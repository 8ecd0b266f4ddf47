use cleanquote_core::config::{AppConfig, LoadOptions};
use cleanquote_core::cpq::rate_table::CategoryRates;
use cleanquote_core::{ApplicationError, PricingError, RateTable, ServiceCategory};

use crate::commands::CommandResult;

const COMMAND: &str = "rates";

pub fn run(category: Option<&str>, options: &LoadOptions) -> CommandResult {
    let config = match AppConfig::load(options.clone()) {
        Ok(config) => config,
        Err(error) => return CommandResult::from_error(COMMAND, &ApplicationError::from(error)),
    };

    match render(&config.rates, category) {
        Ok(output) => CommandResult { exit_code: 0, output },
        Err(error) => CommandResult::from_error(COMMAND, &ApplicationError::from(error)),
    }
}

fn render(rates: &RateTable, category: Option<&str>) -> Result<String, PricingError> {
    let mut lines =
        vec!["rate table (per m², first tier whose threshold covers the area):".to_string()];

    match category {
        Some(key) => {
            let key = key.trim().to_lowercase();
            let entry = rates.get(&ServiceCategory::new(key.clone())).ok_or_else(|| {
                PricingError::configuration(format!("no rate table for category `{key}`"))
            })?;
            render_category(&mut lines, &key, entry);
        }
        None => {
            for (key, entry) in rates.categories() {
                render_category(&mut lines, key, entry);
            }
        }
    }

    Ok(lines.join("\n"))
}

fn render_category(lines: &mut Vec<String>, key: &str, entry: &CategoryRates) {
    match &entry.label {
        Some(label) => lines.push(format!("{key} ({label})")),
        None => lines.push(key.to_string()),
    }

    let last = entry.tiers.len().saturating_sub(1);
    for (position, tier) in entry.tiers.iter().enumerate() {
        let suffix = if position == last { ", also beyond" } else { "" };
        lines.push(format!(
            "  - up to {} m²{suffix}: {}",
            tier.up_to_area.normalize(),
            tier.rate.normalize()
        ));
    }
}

===

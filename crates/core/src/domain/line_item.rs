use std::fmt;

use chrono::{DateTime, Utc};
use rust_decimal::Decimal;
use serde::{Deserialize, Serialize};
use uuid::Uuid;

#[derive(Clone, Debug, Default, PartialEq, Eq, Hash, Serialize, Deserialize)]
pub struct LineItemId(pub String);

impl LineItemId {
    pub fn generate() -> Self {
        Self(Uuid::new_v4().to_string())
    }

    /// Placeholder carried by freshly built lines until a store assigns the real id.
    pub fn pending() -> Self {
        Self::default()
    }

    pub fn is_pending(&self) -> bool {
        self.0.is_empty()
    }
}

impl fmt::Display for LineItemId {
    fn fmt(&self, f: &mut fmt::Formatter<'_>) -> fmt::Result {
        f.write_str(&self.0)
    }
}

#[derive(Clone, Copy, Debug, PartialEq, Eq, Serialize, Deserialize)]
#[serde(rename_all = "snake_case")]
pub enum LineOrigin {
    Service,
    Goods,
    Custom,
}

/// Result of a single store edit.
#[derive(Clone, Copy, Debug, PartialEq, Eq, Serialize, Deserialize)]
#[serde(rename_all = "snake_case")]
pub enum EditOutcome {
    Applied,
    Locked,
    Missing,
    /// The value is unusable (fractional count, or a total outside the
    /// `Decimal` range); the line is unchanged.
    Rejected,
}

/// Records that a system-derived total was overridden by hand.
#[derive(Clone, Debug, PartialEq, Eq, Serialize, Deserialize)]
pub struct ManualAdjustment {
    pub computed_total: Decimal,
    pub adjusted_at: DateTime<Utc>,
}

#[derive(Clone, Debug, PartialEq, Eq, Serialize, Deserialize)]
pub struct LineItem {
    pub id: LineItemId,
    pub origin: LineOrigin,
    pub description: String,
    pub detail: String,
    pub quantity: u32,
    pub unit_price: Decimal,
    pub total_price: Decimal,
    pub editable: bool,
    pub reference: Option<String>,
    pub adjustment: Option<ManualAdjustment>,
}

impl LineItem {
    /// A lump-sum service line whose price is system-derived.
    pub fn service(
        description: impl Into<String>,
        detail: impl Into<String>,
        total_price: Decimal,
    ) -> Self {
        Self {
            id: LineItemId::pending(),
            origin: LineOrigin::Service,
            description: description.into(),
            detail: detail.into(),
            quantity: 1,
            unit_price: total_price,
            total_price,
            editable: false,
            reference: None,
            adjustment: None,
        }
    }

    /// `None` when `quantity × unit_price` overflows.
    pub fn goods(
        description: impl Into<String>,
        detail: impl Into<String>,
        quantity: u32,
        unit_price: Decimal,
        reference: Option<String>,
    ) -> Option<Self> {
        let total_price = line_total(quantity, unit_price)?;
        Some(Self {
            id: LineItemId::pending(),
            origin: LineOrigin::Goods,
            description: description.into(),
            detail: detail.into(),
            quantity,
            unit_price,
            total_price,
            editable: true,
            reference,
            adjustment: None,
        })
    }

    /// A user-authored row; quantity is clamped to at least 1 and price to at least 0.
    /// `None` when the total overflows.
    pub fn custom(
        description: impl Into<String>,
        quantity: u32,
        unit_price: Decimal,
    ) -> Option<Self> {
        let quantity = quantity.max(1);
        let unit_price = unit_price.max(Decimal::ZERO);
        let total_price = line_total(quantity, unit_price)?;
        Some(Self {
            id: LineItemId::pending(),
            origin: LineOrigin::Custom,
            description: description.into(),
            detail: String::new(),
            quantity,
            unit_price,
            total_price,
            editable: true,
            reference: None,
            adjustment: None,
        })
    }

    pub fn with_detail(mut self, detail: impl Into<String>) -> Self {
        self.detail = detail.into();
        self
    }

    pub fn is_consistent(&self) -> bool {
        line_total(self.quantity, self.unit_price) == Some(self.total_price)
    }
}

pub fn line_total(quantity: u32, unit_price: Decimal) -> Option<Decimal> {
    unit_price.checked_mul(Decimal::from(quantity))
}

===

Exercise objective: Copy every line of the material above in which the word "bool" appears.

Result of the exercise:
    pub fn is_pending(&self) -> bool {
    pub editable: bool,
    pub fn is_consistent(&self) -> bool {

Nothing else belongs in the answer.